Camille Robcis is a Professor of History and French at Columbia University. She is the author of two books, The Law of Kinship: Anthropology, Psychoanalysis, and the Family in France, and her more recent book from 2021, Disalienation: Politics, Philosophy and Radical Psychiatry in Postwar France. Her areas of interest and expertise include European Intellectual History, with a focus on 19th and 20th Century France.
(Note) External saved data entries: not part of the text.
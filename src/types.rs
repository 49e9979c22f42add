// This file is part of the syzygy-probe library.
// Copyright (C) 2026 The syzygy-probe developers
//
// This program is free software: you can redistribute it and/or modify
// it under the terms of the GNU General Public License as published by
// the Free Software Foundation, either version 3 of the License, or
// (at your option) any later version.
//
// This program is distributed in the hope that it will be useful,
// but WITHOUT ANY WARRANTY; without even the implied warranty of
// MERCHANTABILITY or FITNESS FOR A PARTICULAR PURPOSE. See the
// GNU General Public License for more details.
//
// You should have received a copy of the GNU General Public License
// along with this program. If not, see <http://www.gnu.org/licenses/>.

use std::{fmt, ops::Neg};

use shakmaty::Role;
use shakmaty_syzygy::Wdl;

/// Maximum number of legal moves in any position, rounded up. Bounds the
/// raw buffers exchanged with a [`ProbeEngine`](crate::ProbeEngine).
pub const MAX_MOVES: usize = 256;

/// Outcome of a position under optimal play, from the point of view of the
/// side to move.
///
/// The discriminants are the values stored in the outcome field of a
/// [`ProbeResult`](crate::ProbeResult).
#[derive(Debug, Copy, Clone, Eq, PartialEq, Ord, PartialOrd, Hash)]
#[repr(u8)]
pub enum Outcome {
    /// Unconditional loss.
    Loss = 0,
    /// Loss that can be saved by the 50-move rule.
    BlessedLoss = 1,
    /// Unconditional draw.
    Draw = 2,
    /// Win that is spoiled by the 50-move rule.
    CursedWin = 3,
    /// Unconditional win.
    Win = 4,
}

impl Outcome {
    /// All outcomes, from worst to best.
    pub const ALL: [Outcome; 5] = [
        Outcome::Loss,
        Outcome::BlessedLoss,
        Outcome::Draw,
        Outcome::CursedWin,
        Outcome::Win,
    ];

    /// Gets the outcome with the given field value, or `None` if it is out
    /// of range.
    pub const fn from_bits(bits: u32) -> Option<Outcome> {
        Some(match bits {
            0 => Outcome::Loss,
            1 => Outcome::BlessedLoss,
            2 => Outcome::Draw,
            3 => Outcome::CursedWin,
            4 => Outcome::Win,
            _ => return None,
        })
    }

    /// The outcome as a signed value in `-2..=2`, with `0` for draws.
    pub const fn signum_value(self) -> i32 {
        self as i32 - 2
    }

    pub(crate) const fn from_signum_value(v: i32) -> Outcome {
        match v {
            i32::MIN..=-2 => Outcome::Loss,
            -1 => Outcome::BlessedLoss,
            0 => Outcome::Draw,
            1 => Outcome::CursedWin,
            _ => Outcome::Win,
        }
    }
}

impl From<Wdl> for Outcome {
    fn from(wdl: Wdl) -> Outcome {
        match wdl {
            Wdl::Loss => Outcome::Loss,
            Wdl::BlessedLoss => Outcome::BlessedLoss,
            Wdl::Draw => Outcome::Draw,
            Wdl::CursedWin => Outcome::CursedWin,
            Wdl::Win => Outcome::Win,
        }
    }
}

impl Neg for Outcome {
    type Output = Outcome;

    fn neg(self) -> Outcome {
        Outcome::from_signum_value(-self.signum_value())
    }
}

impl fmt::Display for Outcome {
    fn fmt(&self, f: &mut fmt::Formatter<'_>) -> fmt::Result {
        f.write_str(match self {
            Outcome::Loss => "loss",
            Outcome::BlessedLoss => "blessed-loss",
            Outcome::Draw => "draw",
            Outcome::CursedWin => "cursed-win",
            Outcome::Win => "win",
        })
    }
}

/// Promotion piece of a move.
///
/// Uses the same values in [`ProbeResult`](crate::ProbeResult) and
/// [`CompactMove`](crate::CompactMove), so the fields are interchangeable.
#[derive(Debug, Copy, Clone, Eq, PartialEq, Hash, Default)]
#[repr(u8)]
pub enum Promotion {
    /// Not a promotion.
    #[default]
    None = 0,
    Queen = 1,
    Rook = 2,
    Bishop = 3,
    Knight = 4,
}

impl Promotion {
    /// Largest valid field value.
    pub const MAX: u32 = Promotion::Knight as u32;

    /// Gets the promotion with the given field value, or `None` if it is
    /// out of range.
    pub const fn from_bits(bits: u32) -> Option<Promotion> {
        Some(match bits {
            0 => Promotion::None,
            1 => Promotion::Queen,
            2 => Promotion::Rook,
            3 => Promotion::Bishop,
            4 => Promotion::Knight,
            _ => return None,
        })
    }

    /// Converts from the promotion role of a move.
    ///
    /// Roles that cannot be promoted to (pawn, king) map to
    /// [`Promotion::None`].
    pub const fn from_role(role: Option<Role>) -> Promotion {
        match role {
            Some(Role::Queen) => Promotion::Queen,
            Some(Role::Rook) => Promotion::Rook,
            Some(Role::Bishop) => Promotion::Bishop,
            Some(Role::Knight) => Promotion::Knight,
            _ => Promotion::None,
        }
    }

    /// The role promoted to, if any.
    pub const fn role(self) -> Option<Role> {
        match self {
            Promotion::None => None,
            Promotion::Queen => Some(Role::Queen),
            Promotion::Rook => Some(Role::Rook),
            Promotion::Bishop => Some(Role::Bishop),
            Promotion::Knight => Some(Role::Knight),
        }
    }
}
In her latest book, Disalienation, Dr. Robcis explores the highly experimental mid to late 20th Century French psychiatric efforts that, while sharing some similarities with other anti-psychiatric movements of that time, offer many novel insights into forms of psychiatry and psychotherapy that prioritize community and liberation.

Dr. Robcis offers a comprehensive account of the distinct approach to radical psychiatry known as Institutional Psychotherapy. In this interview, I had the opportunity to delve deeper into Dr. Robcis's interest in this approach and gain insight into what sets Institutional Psychotherapy apart as a groundbreaking form of radical psychiatry within its broader European and French context.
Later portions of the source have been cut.